August 5, 2011 [Reuters] - EOG Resources Inc and Nustar Energy LP signed a deal to build a rail offloading facility in Louisiana to receive oil from U.S. shale oil prospects like the the Eagle Ford in South Texas.
Crude’s steep premium to natural gas has speeded the development of shale oil in Texas, North Dakota and other states, while pipeline development has lagged. Companies are relying on tanker trucks and railcars to move the crude, but both are in short supply.
To ease the crunch, EOG and Nustar will build a 70,000 barrels-per-day facility in St. James, Louisiana.
Capacity could double to 140,000 barrels per day with minimal investment, EOG Chief Executive Mark Papa said on a conference call with analysts.
EOG reported stronger-than-expected second-quarter results as well as encouraging well data on Thursday after the close of regular trading, news that pushed the company’s shares up nearly 7 percent on Friday.
“In every one of our horizontal oil plays, we have upbeat news that we shared with you this quarter,” Papa told analysts. “And that’s pretty rare.”
Analysts at Raymond James characterized the quarter as a good one for EOG and analysts at Howard Weil in New Orleans upgraded the stock to “market outperform” from “market perform.”

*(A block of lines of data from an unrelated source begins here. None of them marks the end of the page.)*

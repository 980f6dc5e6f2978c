//! dense-expand-ext: procedure surface for dense-node expansion.
//!
//! Wraps dense-expand-core with the three `expand.denseNodes.*` entry
//! operations. Callers hand in a dynamically typed `start` and a loosely
//! typed option map (both as `serde_json::Value`); this crate validates and
//! coerces them, runs the traversal and yields serialisable result rows.

mod config;
mod error;
mod load;
mod procedures;
mod start;

pub use config::{to_bool, to_long, ExpandConfig};
pub use error::{ExpandError, Result};
pub use load::load_graph_json;
pub use procedures::{
    call_procedure, expand_dense_nodes_nodes, expand_dense_nodes_paths,
    expand_dense_nodes_single_path, NodeResult, PathResult, Procedure,
};
pub use start::StartSpec;
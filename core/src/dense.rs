//! The dense-node stage: emit a branch when its end node is a hub.

use tracing::warn;

use crate::degree::degree_for;
use crate::evaluator::{Evaluation, Evaluator, EvaluatorState, Position};
use crate::graph::GraphAccess;
use crate::pattern::RelPattern;

/// Includes branches ending on a node whose degree reaches `threshold`.
///
/// Such a branch keeps expanding only when the degree is still under
/// `continue_below`; a non-positive `continue_below` stops at every dense node.
/// Degrees are measured against `pattern`, or over every relationship when
/// there is none.
#[derive(Debug, Clone)]
pub struct DenseNodeEvaluator {
    pattern: Option<RelPattern>,
    threshold: i64,
    continue_below: i64,
    filter_start_node: bool,
}

impl DenseNodeEvaluator {
    pub fn new(
        pattern: Option<RelPattern>,
        threshold: i64,
        continue_below: i64,
        filter_start_node: bool,
    ) -> Self {
        Self {
            pattern,
            threshold,
            continue_below,
            filter_start_node,
        }
    }
}

/// `degree >= bound` with a signed bound; anything non-positive always holds.
fn at_least(degree: u64, bound: i64) -> bool {
    u64::try_from(bound).map_or(true, |bound| degree >= bound)
}

impl<G: GraphAccess + ?Sized> Evaluator<G> for DenseNodeEvaluator {
    fn evaluate(&self, graph: &G, position: Position, _state: &EvaluatorState) -> Evaluation {
        if position.depth == 0 && !self.filter_start_node {
            return Evaluation::ExcludeAndContinue;
        }

        let result = match &self.pattern {
            Some(pattern) => degree_for(graph, position.end_node, pattern),
            None => graph.total_degree(position.end_node),
        };
        let degree = match result {
            Ok(degree) => degree,
            Err(err) => {
                warn!(node = position.end_node, %err, "degree lookup failed, pruning branch");
                return Evaluation::ExcludeAndPrune;
            }
        };

        if !at_least(degree, self.threshold) {
            return Evaluation::ExcludeAndContinue;
        }
        if self.continue_below > 0 && !at_least(degree, self.continue_below) {
            Evaluation::IncludeAndContinue
        } else {
            Evaluation::IncludeAndPrune
        }
    }
}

The companies plan to build a new rail unit in the first quarter of 2012 and two storage tanks with a combined 360,000 barrels of capacity by May 2012.
EOG built rail in the Bakken shale to move its oil from the region. The company has a sand mine in Wisconsin to source sand used in its hydraulic fracturing jobs, a way to combat soaring oilfield service costs, the company said.
Papa also told investors he plans to retire in 18 months after turning 65 in September. He said his successor will be a long-time EOG executive with “EOG DNA.”
Shares of EOG climbed $6.42 to $98.55 in morning trading on the New York Stock Exchange.